## [WORK REQUIRED]
Where does the word "whole" show up in the records? Copy every line that holds it.

## [SUPPLIED INFORMATION]
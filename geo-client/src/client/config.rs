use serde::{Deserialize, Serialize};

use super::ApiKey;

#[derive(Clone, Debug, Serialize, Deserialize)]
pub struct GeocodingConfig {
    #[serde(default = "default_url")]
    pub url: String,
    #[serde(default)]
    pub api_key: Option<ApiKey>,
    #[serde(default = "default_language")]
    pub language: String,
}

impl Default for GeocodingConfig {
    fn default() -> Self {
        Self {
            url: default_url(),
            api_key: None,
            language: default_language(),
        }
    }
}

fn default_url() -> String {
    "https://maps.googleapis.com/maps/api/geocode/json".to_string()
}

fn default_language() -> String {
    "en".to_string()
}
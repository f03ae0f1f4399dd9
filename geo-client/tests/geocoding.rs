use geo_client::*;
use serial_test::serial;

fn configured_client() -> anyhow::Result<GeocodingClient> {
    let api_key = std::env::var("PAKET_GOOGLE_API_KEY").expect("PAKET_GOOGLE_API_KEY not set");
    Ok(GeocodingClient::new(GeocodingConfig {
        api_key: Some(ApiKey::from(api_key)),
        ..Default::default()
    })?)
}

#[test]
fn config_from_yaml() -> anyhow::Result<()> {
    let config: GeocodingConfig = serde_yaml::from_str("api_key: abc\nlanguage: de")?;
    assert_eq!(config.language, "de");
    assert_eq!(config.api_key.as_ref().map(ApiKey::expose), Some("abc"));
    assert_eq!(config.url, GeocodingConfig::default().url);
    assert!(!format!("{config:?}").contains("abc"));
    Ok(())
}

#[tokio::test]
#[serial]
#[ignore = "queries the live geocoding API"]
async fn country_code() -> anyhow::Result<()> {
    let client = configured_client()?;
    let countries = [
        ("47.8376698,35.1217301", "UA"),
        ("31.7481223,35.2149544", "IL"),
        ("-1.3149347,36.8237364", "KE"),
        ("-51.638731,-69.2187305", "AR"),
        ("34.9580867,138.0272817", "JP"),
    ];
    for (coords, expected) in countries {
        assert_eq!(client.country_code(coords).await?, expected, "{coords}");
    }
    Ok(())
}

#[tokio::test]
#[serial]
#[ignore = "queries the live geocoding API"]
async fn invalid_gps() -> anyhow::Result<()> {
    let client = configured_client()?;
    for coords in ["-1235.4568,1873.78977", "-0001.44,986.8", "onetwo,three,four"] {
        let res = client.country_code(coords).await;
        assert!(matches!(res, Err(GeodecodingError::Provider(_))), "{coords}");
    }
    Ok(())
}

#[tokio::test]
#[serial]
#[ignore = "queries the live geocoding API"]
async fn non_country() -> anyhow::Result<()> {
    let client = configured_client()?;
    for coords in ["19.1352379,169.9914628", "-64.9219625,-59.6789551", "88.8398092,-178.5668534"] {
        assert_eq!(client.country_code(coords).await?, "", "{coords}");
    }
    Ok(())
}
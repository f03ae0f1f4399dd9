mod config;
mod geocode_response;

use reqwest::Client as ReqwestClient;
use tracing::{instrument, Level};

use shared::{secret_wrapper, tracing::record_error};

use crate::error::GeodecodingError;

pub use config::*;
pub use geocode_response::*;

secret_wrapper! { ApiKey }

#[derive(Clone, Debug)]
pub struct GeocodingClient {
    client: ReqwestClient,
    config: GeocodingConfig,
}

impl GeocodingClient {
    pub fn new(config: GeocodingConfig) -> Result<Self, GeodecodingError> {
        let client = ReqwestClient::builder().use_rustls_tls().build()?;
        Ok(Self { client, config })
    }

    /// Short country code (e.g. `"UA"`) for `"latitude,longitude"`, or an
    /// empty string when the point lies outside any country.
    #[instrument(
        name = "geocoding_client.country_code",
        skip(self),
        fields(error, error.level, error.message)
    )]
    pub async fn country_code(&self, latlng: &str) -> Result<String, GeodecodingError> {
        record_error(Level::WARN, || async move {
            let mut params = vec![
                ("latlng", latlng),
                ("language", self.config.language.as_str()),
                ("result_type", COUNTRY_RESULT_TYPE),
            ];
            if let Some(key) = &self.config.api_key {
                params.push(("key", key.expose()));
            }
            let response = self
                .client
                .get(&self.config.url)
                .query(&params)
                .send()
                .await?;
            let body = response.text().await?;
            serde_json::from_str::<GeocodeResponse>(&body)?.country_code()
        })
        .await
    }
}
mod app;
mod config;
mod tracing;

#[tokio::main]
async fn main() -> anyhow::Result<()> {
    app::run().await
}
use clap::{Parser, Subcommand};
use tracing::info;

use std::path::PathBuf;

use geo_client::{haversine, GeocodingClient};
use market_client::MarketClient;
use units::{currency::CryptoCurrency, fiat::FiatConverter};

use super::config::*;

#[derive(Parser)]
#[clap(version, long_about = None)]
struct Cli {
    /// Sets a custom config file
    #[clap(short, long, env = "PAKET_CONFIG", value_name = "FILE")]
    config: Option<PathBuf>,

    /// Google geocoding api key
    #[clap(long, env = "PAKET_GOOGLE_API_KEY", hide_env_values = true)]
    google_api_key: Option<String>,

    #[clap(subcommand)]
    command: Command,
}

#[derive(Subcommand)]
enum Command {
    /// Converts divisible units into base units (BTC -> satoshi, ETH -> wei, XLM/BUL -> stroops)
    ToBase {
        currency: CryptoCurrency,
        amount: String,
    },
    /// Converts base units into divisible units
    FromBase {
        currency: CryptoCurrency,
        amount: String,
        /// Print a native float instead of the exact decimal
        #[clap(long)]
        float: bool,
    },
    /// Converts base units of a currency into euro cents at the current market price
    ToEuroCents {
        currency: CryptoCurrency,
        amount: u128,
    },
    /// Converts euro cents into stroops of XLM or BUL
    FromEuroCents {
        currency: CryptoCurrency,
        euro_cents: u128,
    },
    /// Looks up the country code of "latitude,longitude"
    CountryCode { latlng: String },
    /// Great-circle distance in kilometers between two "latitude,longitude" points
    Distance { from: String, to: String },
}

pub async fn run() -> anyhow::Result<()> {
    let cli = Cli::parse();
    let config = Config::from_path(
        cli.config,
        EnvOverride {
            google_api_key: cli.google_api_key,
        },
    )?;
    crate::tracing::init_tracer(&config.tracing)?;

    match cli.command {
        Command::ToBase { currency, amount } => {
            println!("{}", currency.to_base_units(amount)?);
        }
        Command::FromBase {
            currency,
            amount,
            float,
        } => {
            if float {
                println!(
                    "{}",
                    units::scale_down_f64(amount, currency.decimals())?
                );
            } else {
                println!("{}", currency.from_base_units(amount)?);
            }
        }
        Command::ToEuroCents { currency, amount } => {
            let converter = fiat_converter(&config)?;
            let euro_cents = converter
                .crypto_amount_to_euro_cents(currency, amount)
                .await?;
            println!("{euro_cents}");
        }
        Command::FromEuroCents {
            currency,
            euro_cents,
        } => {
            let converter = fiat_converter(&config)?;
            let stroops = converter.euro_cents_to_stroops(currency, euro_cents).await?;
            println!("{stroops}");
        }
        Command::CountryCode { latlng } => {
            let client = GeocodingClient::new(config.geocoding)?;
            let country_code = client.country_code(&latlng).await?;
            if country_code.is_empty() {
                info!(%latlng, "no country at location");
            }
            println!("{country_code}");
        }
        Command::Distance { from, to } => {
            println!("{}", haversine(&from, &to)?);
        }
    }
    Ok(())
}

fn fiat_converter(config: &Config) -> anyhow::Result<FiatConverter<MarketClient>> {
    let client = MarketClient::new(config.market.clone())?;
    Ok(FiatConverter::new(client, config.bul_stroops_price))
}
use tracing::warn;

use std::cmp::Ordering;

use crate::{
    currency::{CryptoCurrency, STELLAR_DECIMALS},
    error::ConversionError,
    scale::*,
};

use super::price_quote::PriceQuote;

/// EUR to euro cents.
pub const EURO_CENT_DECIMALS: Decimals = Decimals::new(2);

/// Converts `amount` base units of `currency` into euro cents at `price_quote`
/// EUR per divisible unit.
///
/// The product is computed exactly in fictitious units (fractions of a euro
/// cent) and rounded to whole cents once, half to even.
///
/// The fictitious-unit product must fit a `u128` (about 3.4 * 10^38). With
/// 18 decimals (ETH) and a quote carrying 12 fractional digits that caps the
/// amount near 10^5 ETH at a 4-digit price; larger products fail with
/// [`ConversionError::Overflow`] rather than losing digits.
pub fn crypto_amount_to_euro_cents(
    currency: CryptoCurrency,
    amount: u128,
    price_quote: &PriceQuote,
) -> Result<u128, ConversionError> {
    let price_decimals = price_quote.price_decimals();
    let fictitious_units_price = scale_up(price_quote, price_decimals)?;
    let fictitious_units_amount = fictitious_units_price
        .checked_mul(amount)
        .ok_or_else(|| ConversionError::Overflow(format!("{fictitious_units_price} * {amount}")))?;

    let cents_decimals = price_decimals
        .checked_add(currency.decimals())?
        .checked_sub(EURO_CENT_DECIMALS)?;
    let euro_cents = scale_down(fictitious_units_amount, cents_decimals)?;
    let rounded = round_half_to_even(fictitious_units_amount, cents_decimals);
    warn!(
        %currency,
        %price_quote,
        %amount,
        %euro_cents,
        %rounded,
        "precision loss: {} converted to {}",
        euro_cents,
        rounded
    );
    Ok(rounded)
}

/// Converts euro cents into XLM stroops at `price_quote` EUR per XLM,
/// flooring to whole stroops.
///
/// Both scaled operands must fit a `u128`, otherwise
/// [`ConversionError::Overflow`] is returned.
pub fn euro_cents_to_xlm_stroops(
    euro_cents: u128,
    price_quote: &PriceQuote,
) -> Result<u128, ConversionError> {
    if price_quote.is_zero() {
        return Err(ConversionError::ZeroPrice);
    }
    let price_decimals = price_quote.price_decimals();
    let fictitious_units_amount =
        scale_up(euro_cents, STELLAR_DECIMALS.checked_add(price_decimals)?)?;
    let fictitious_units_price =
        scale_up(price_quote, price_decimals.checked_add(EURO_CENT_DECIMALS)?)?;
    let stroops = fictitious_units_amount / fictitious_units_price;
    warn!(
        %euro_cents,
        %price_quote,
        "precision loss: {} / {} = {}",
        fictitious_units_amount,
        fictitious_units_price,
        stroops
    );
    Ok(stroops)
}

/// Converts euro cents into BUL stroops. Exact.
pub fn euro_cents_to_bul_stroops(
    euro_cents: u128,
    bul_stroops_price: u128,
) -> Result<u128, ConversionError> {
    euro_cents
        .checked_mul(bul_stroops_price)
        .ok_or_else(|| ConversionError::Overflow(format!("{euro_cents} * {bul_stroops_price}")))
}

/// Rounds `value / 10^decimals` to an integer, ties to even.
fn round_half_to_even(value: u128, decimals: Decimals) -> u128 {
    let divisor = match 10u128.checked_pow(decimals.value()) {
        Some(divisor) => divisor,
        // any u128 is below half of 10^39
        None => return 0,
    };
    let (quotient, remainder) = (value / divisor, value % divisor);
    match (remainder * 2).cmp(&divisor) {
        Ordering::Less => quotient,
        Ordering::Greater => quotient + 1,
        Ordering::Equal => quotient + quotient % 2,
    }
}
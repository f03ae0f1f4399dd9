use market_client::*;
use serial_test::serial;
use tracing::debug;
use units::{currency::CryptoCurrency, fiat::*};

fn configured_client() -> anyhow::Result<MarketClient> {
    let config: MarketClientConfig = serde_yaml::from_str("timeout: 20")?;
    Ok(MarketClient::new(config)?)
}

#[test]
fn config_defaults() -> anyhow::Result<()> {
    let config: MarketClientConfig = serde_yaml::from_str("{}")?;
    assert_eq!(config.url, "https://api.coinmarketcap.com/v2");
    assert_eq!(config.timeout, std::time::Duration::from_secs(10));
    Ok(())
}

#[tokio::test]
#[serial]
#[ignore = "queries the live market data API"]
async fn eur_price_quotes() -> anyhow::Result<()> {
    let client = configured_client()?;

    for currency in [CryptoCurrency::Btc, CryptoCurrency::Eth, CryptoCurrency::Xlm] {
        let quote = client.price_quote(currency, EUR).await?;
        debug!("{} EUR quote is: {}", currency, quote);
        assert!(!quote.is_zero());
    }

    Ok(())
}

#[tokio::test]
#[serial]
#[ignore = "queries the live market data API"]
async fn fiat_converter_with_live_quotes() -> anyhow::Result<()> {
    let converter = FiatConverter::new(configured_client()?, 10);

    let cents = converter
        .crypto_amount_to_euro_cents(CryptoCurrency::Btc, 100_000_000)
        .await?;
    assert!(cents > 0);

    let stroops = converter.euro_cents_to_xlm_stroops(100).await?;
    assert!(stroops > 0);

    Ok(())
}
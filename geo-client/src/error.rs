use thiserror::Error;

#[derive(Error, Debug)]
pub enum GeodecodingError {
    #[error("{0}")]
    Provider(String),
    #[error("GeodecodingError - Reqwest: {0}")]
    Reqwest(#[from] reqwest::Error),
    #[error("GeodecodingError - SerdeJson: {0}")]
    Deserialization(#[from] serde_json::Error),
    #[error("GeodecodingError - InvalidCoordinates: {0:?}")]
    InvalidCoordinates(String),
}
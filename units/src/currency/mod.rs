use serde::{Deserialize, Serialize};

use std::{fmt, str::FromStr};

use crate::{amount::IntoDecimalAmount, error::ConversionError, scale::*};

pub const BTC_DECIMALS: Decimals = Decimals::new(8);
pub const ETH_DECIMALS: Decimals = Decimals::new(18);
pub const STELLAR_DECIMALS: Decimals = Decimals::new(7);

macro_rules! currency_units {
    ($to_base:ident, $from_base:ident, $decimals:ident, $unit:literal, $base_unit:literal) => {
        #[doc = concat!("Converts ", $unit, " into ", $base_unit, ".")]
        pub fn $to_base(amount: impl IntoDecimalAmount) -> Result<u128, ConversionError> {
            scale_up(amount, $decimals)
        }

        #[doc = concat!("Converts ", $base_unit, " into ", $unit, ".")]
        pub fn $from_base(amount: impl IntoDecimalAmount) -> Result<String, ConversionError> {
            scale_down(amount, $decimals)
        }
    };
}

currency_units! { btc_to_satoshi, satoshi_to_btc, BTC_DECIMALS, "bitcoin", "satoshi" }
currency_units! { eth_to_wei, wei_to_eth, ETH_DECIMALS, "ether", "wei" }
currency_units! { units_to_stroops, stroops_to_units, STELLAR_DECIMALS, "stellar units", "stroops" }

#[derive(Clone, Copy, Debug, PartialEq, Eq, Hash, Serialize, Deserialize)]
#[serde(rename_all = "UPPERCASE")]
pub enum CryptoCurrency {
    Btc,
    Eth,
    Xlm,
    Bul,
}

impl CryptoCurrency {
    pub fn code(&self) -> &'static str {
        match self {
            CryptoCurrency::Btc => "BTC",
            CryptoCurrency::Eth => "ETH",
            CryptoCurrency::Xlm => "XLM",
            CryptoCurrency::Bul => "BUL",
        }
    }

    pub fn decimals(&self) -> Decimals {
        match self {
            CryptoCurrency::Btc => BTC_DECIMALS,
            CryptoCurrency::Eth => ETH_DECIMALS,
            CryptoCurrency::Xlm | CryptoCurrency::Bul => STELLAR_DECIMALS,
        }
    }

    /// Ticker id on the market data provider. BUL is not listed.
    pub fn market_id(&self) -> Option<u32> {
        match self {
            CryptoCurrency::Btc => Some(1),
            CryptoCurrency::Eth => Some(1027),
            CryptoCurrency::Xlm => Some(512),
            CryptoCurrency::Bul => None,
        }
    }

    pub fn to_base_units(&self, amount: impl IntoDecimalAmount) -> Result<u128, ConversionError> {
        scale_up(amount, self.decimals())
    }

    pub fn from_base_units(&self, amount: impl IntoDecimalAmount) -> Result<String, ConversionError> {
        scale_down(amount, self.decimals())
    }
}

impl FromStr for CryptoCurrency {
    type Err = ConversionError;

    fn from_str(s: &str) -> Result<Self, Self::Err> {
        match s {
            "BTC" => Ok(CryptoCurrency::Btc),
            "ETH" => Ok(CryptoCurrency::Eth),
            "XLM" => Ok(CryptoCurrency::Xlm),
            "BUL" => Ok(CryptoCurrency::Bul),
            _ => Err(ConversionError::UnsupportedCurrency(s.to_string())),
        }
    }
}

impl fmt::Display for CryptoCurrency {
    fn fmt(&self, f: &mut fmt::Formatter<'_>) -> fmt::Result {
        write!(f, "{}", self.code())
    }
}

## [TASK RESULT]
/// cent) and rounded to whole cents once, half to even.
/// flooring to whole stroops.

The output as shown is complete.